#### What the task asks
What lines in the data below mention the string "contributes"? Copy them out.

(Stored items)
□ □ □ □

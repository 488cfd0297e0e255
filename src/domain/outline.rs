//! Hierarchical heading numbers.
//!
//! [`outline`] walks a document tree top-down and pairs every node with its
//! [`TitlePosition`]: the numbers of all its ancestors followed by its own.
//! The tree itself is only borrowed, never modified.

use std::fmt;

use super::Node;

/// The full hierarchical number of a heading, e.g. `3.1.4`.
#[derive(Debug, Clone, Default, PartialEq, Eq)]
pub struct TitlePosition(Vec<i64>);

impl TitlePosition {
    /// The position of the document root, which contributes no number.
    #[must_use]
    pub const fn root() -> Self {
        Self(Vec::new())
    }

    /// The position of a child numbered `number` beneath this one.
    #[must_use]
    pub fn child(&self, number: i64) -> Self {
        let mut numbers = Vec::with_capacity(self.0.len() + 1);
        numbers.extend_from_slice(&self.0);
        numbers.push(number);
        Self(numbers)
    }

    /// The nesting depth. Top-level headings have a level of 1.
    #[must_use]
    pub fn level(&self) -> usize {
        self.0.len()
    }

    /// The numbers from the outermost ancestor down to the heading itself.
    #[must_use]
    pub fn numbers(&self) -> &[i64] {
        &self.0
    }
}

impl From<Vec<i64>> for TitlePosition {
    fn from(numbers: Vec<i64>) -> Self {
        Self(numbers)
    }
}

impl fmt::Display for TitlePosition {
    fn fmt(&self, f: &mut fmt::Formatter<'_>) -> fmt::Result {
        for (i, number) in self.0.iter().enumerate() {
            if i > 0 {
                f.write_str(".")?;
            }
            write!(f, "{number}")?;
        }
        Ok(())
    }
}

/// A node of the document tree together with its computed position.
///
/// Headings mirror the shape of the tree they were built from: a section's
/// heading has one child heading per child node, in the same order.
#[derive(Debug, Clone, PartialEq, Eq)]
pub struct Heading<'a> {
    node: &'a Node,
    position: TitlePosition,
    children: Vec<Self>,
}

impl<'a> Heading<'a> {
    /// The underlying node.
    #[must_use]
    pub const fn node(&self) -> &'a Node {
        self.node
    }

    /// The hierarchical number of this heading.
    #[must_use]
    pub const fn position(&self) -> &TitlePosition {
        &self.position
    }

    /// The nesting depth (1 for top-level headings).
    #[must_use]
    pub fn level(&self) -> usize {
        self.position.level()
    }

    /// The headings of the node's children.
    #[must_use]
    pub fn children(&self) -> &[Self] {
        &self.children
    }
}

/// Formats the heading line: `<position> <title>(debug_title_level=<level>)`.
impl fmt::Display for Heading<'_> {
    fn fmt(&self, f: &mut fmt::Formatter<'_>) -> fmt::Result {
        write!(
            f,
            "{} {}(debug_title_level={})",
            self.position,
            self.node.title(),
            self.level()
        )
    }
}

/// Compute the heading of every node in the tree.
///
/// `nodes` are the top-level nodes of the document; they receive level 1.
#[must_use]
pub fn outline(nodes: &[Node]) -> Vec<Heading<'_>> {
    outline_beneath(nodes, &TitlePosition::root())
}

fn outline_beneath<'a>(nodes: &'a [Node], parent: &TitlePosition) -> Vec<Heading<'a>> {
    nodes
        .iter()
        .map(|node| {
            let position = parent.child(node.number());
            let children = outline_beneath(node.children(), &position);
            Heading {
                node,
                position,
                children,
            }
        })
        .collect()
}
use std::fmt;

/// The ordering number and display title encoded in a source entry's name.
///
/// `3.Getting Started.txt` carries the number `3` and the title
/// `Getting Started`.
#[derive(Debug, Clone, PartialEq, Eq)]
pub struct EntryName {
    number: i64,
    title: String,
}

impl EntryName {
    /// Create an entry name from its parts.
    #[must_use]
    pub const fn new(number: i64, title: String) -> Self {
        Self { number, title }
    }

    /// The numeric prefix. Siblings are ordered by ascending number.
    #[must_use]
    pub const fn number(&self) -> i64 {
        self.number
    }

    /// The display title, without the numeric prefix or file extension.
    #[must_use]
    pub fn title(&self) -> &str {
        &self.title
    }
}

impl fmt::Display for EntryName {
    fn fmt(&self, f: &mut fmt::Formatter<'_>) -> fmt::Result {
        write!(f, "{} {}", self.number, self.title)
    }
}
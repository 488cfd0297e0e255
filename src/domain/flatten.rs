use super::{Heading, Node};

/// Turn a numbered outline into the lines of the assembled document.
///
/// Each node contributes its heading line, then either its text (paragraphs)
/// or its flattened children (sections), then one blank line.
#[must_use]
pub fn flatten(headings: &[Heading<'_>]) -> Vec<String> {
    let mut lines = Vec::new();
    flatten_into(headings, &mut lines);
    lines
}

fn flatten_into(headings: &[Heading<'_>], lines: &mut Vec<String>) {
    for heading in headings {
        lines.push(heading.to_string());
        match heading.node() {
            Node::Paragraph(paragraph) => lines.extend_from_slice(paragraph.text()),
            Node::Section(_) => flatten_into(heading.children(), lines),
        }
        lines.push(String::new());
    }
}
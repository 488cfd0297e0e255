//! Plain-text Documentation Assembler
//!
//! A document is maintained as a tree of numbered text fragments
//! (`1.Intro.txt`) inside numbered folders (`2.Basics/`). This crate reads
//! such a tree, numbers every heading hierarchically (`2.1`, `2.1.3`, ...)
//! and flattens it into a single sequence of lines.

use std::{
    io,
    path::{Path, PathBuf},
};

/// Domain types and the filesystem-agnostic assembly passes.
pub mod domain;
pub use domain::{
    Config, EntryName, Heading, Node, NodeKind, Paragraph, Section, TitlePosition,
};

/// Filesystem access: reading the source tree and writing the document.
pub mod storage;
pub use storage::{Directory, LoadError, ParseError};

/// Build, number and flatten the source tree rooted at `root`.
///
/// # Errors
///
/// Returns an error if any directory in the tree cannot be listed, or any
/// qualifying file cannot be read.
pub fn assemble(root: &Path, config: &Config) -> Result<Vec<String>, LoadError> {
    let nodes = Directory::new(root, config).load()?;
    let headings = domain::outline(&nodes);
    Ok(domain::flatten(&headings))
}

/// Assemble the source tree rooted at `root` and write the result to
/// `destination`.
///
/// Nothing is written unless the whole tree was read successfully.
///
/// Returns the number of lines written.
///
/// # Errors
///
/// Returns an error if the tree cannot be loaded or the document cannot be
/// written.
pub fn assemble_to(
    root: &Path,
    destination: &Path,
    config: &Config,
) -> Result<usize, AssembleError> {
    let lines = assemble(root, config)?;
    storage::write_document(destination, &lines).map_err(|source| AssembleError::Write {
        path: destination.to_path_buf(),
        source,
    })?;
    tracing::info!("Wrote {} lines to {}", lines.len(), destination.display());
    Ok(lines.len())
}

/// Errors that can occur while assembling a document to disk.
#[derive(Debug, thiserror::Error)]
pub enum AssembleError {
    /// The source tree could not be read.
    #[error(transparent)]
    Load(#[from] LoadError),

    /// The assembled document could not be written.
    #[error("failed to write document to {}: {source}", path.display())]
    Write {
        /// The destination that could not be written.
        path: PathBuf,
        /// The underlying I/O failure.
        source: io::Error,
    },
}

#[cfg(test)]
mod tests {
    use std::fs;

    use tempfile::TempDir;

    use super::*;

    fn write(root: &Path, relative: &str, contents: &str) {
        let path = root.join(relative);
        if let Some(parent) = path.parent() {
            fs::create_dir_all(parent).unwrap();
        }
        fs::write(path, contents).unwrap();
    }

    #[test]
    fn single_paragraph() {
        let tmp = TempDir::new().unwrap();
        write(tmp.path(), "1.Intro.txt", "Hello\n");

        let lines = assemble(tmp.path(), &Config::default()).unwrap();
        assert_eq!(lines, ["1 Intro(debug_title_level=1)", "Hello", ""]);
    }

    #[test]
    fn section_with_one_paragraph() {
        let tmp = TempDir::new().unwrap();
        write(tmp.path(), "2.Basics/1.Syntax.txt", "x\n");

        let lines = assemble(tmp.path(), &Config::default()).unwrap();
        assert_eq!(
            lines,
            [
                "2 Basics(debug_title_level=1)",
                "1.1 Syntax(debug_title_level=2)",
                "x",
                "",
                "",
            ]
        );
    }

    #[test]
    fn siblings_follow_their_numbers() {
        let tmp = TempDir::new().unwrap();
        write(tmp.path(), "2.B.txt", "b\n");
        write(tmp.path(), "1.A.txt", "a\n");

        let lines = assemble(tmp.path(), &Config::default()).unwrap();
        assert_eq!(
            lines,
            [
                "1 A(debug_title_level=1)",
                "a",
                "",
                "2 B(debug_title_level=1)",
                "b",
                "",
            ]
        );
    }

    #[test]
    fn unnumbered_files_contribute_nothing() {
        let tmp = TempDir::new().unwrap();
        write(tmp.path(), "1.Intro.txt", "Hello\n");
        write(tmp.path(), "notes.txt", "scratch\n");

        let lines = assemble(tmp.path(), &Config::default()).unwrap();
        assert_eq!(lines, ["1 Intro(debug_title_level=1)", "Hello", ""]);
    }

    #[test]
    fn nested_document_in_reading_order() {
        let tmp = TempDir::new().unwrap();
        write(tmp.path(), "1.Intro.txt", "Welcome\n");
        write(tmp.path(), "3.Advanced/1.Macros.txt", "m1\nm2\n");
        write(tmp.path(), "3.Advanced/2.Unsafe/1.Pointers.txt", "p\n");
        write(tmp.path(), "2.Basics/1.Syntax.txt", "s\n");

        let lines = assemble(tmp.path(), &Config::default()).unwrap();
        assert_eq!(
            lines,
            [
                "1 Intro(debug_title_level=1)",
                "Welcome",
                "",
                "2 Basics(debug_title_level=1)",
                "2.1 Syntax(debug_title_level=2)",
                "s",
                "",
                "",
                "3 Advanced(debug_title_level=1)",
                "3.1 Macros(debug_title_level=2)",
                "m1",
                "m2",
                "",
                "3.2 Unsafe(debug_title_level=2)",
                "3.2.1 Pointers(debug_title_level=3)",
                "p",
                "",
                "",
                "",
            ]
        );
    }

    #[test]
    fn assembling_twice_is_byte_identical() {
        let tmp = TempDir::new().unwrap();
        let source = tmp.path().join("src");
        write(&source, "1.A.txt", "alpha\r\nbeta\n");
        write(&source, "2.B/1.C.txt", "gamma");
        write(&source, "2.B/1.D.txt", "delta");

        let first = tmp.path().join("first.txt");
        let second = tmp.path().join("second.txt");
        assemble_to(&source, &first, &Config::default()).unwrap();
        assemble_to(&source, &second, &Config::default()).unwrap();

        assert_eq!(fs::read(first).unwrap(), fs::read(second).unwrap());
    }

    #[test]
    fn missing_root_is_an_error_and_writes_nothing() {
        let tmp = TempDir::new().unwrap();
        let destination = tmp.path().join("out.txt");

        let result = assemble_to(&tmp.path().join("missing"), &destination, &Config::default());

        assert!(result.is_err());
        assert!(!destination.exists());
    }
}
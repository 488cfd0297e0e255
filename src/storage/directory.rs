//! Reading a document tree from the filesystem
//!
//! The [`Directory`] turns a folder of numbered fragments into the
//! filesystem agnostic [`Node`] tree. Each regular file whose name starts
//! with a number becomes a [`Paragraph`]; each numbered subdirectory becomes
//! a [`Section`] holding its own numbered contents. Everything else is
//! skipped.

use std::{
    fs, io,
    path::{Path, PathBuf},
};

use tracing::instrument;
use walkdir::{DirEntry, WalkDir};

use crate::{
    domain::{Config, Node, Paragraph, Section, sort_siblings},
    storage::name_parser::{EntryKind, parse_entry_name},
};

/// A filesystem backed source of document fragments.
#[derive(Debug)]
pub struct Directory<'a> {
    /// The folder whose numbered contents form the top level of the document.
    root: PathBuf,
    config: &'a Config,
}

impl<'a> Directory<'a> {
    /// Opens a directory at the given path.
    ///
    /// Nothing is read until [`Directory::load`] is called.
    #[must_use]
    pub fn new(root: &Path, config: &'a Config) -> Self {
        Self {
            root: root.to_path_buf(),
            config,
        }
    }

    /// Read the whole tree beneath the root.
    ///
    /// The returned nodes, and the children of every section, are ordered by
    /// ascending number. Entries with equal numbers are ordered by name.
    ///
    /// # Errors
    ///
    /// This method fails if any directory in the tree cannot be listed, or if
    /// any numbered file cannot be read. Entries whose names do not start with
    /// a number are skipped and never cause an error.
    #[instrument(level = "debug", skip(self), fields(root = %self.root.display()))]
    pub fn load(&self) -> Result<Vec<Node>, LoadError> {
        self.load_dir(&self.root)
    }

    fn load_dir(&self, dir: &Path) -> Result<Vec<Node>, LoadError> {
        let mut nodes = Vec::new();

        for entry in list_entries(dir) {
            if let Some(node) = self.load_entry(entry?)? {
                nodes.push(node);
            }
        }

        sort_siblings(&mut nodes);
        Ok(nodes)
    }

    fn load_entry(&self, entry: DirEntry) -> Result<Option<Node>, LoadError> {
        let file_type = entry.file_type();
        let kind = if file_type.is_file() || is_linked_file(&entry) {
            EntryKind::File
        } else if file_type.is_dir() {
            EntryKind::Directory
        } else {
            tracing::debug!("Skipping special file at {}", entry.path().display());
            return Ok(None);
        };

        let name = match parse_entry_name(entry.file_name(), kind, self.config) {
            Ok(name) => name,
            Err(e) => {
                tracing::debug!("Skipping {}: {e}", entry.path().display());
                return Ok(None);
            }
        };

        let path = entry.into_path();
        let node = match kind {
            EntryKind::File => {
                let text = read_lines(&path).map_err(|source| LoadError::Read {
                    path: path.clone(),
                    source,
                })?;
                Paragraph::new(name, text, path).into()
            }
            EntryKind::Directory => {
                let data = self.load_dir(&path)?;
                Section::new(name, data, path).into()
            }
        };

        Ok(Some(node))
    }
}

/// The immediate entries of `dir`, sorted by file name.
///
/// Symbolic links are not followed; see [`is_linked_file`].
fn list_entries(dir: &Path) -> impl Iterator<Item = walkdir::Result<DirEntry>> {
    WalkDir::new(dir)
        .min_depth(1)
        .max_depth(1)
        .sort_by_file_name()
        .into_iter()
}

/// Whether `entry` is a symbolic link to a regular file.
///
/// Links to directories are not followed, so a link can never make the tree
/// cyclic.
fn is_linked_file(entry: &DirEntry) -> bool {
    entry.path_is_symlink() && fs::metadata(entry.path()).is_ok_and(|meta| meta.is_file())
}

/// Read a text file as lines, without their terminators.
///
/// Invalid UTF-8 sequences are replaced with U+FFFD. A leading byte order
/// mark is dropped.
fn read_lines(path: &Path) -> io::Result<Vec<String>> {
    let bytes = fs::read(path)?;
    let text = String::from_utf8_lossy(&bytes);
    let text = text.strip_prefix('\u{feff}').unwrap_or(&text);

    Ok(text.lines().map(str::to_string).collect())
}

/// Errors that can occur while reading the source tree.
#[derive(Debug, thiserror::Error)]
pub enum LoadError {
    /// A directory could not be listed.
    #[error("failed to list directory: {0}")]
    List(#[from] walkdir::Error),

    /// A fragment could not be read.
    #[error("failed to read {}: {source}", path.display())]
    Read {
        /// The fragment that could not be read.
        path: PathBuf,
        /// The underlying I/O failure.
        source: io::Error,
    },
}
use std::{fs, path::Path};

use anyhow::Context;
use tracing::instrument;

use super::{SourceArgs, terminal::Colorize};

#[derive(Debug, Default, clap::Parser)]
#[command(about = "Assemble the numbered fragments into a single document")]
pub struct Command {
    #[command(flatten)]
    source: SourceArgs,

    /// The file to write, relative to the project root
    #[arg(short, long, value_name = "FILE")]
    output: Option<std::path::PathBuf>,
}

impl Command {
    #[instrument(level = "debug", skip(self))]
    pub fn run(self, root: &Path) -> anyhow::Result<()> {
        let mut config = self.source.config(root)?;
        if let Some(output) = self.output {
            config.set_output(output);
        }

        let source = root.join(config.source());
        let destination = root.join(config.output());

        fs::create_dir_all(&source)
            .with_context(|| format!("Failed to create source folder {}", source.display()))?;

        let count = docasm::assemble_to(&source, &destination, &config)?;

        println!(
            "{} {} lines to {}",
            "Assembled".success(),
            count,
            destination.display()
        );
        Ok(())
    }
}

□ □ □ □

#### Answer section
    /// The position of the document root, which contributes no number.
/// Each node contributes its heading line, then either its text (paragraphs)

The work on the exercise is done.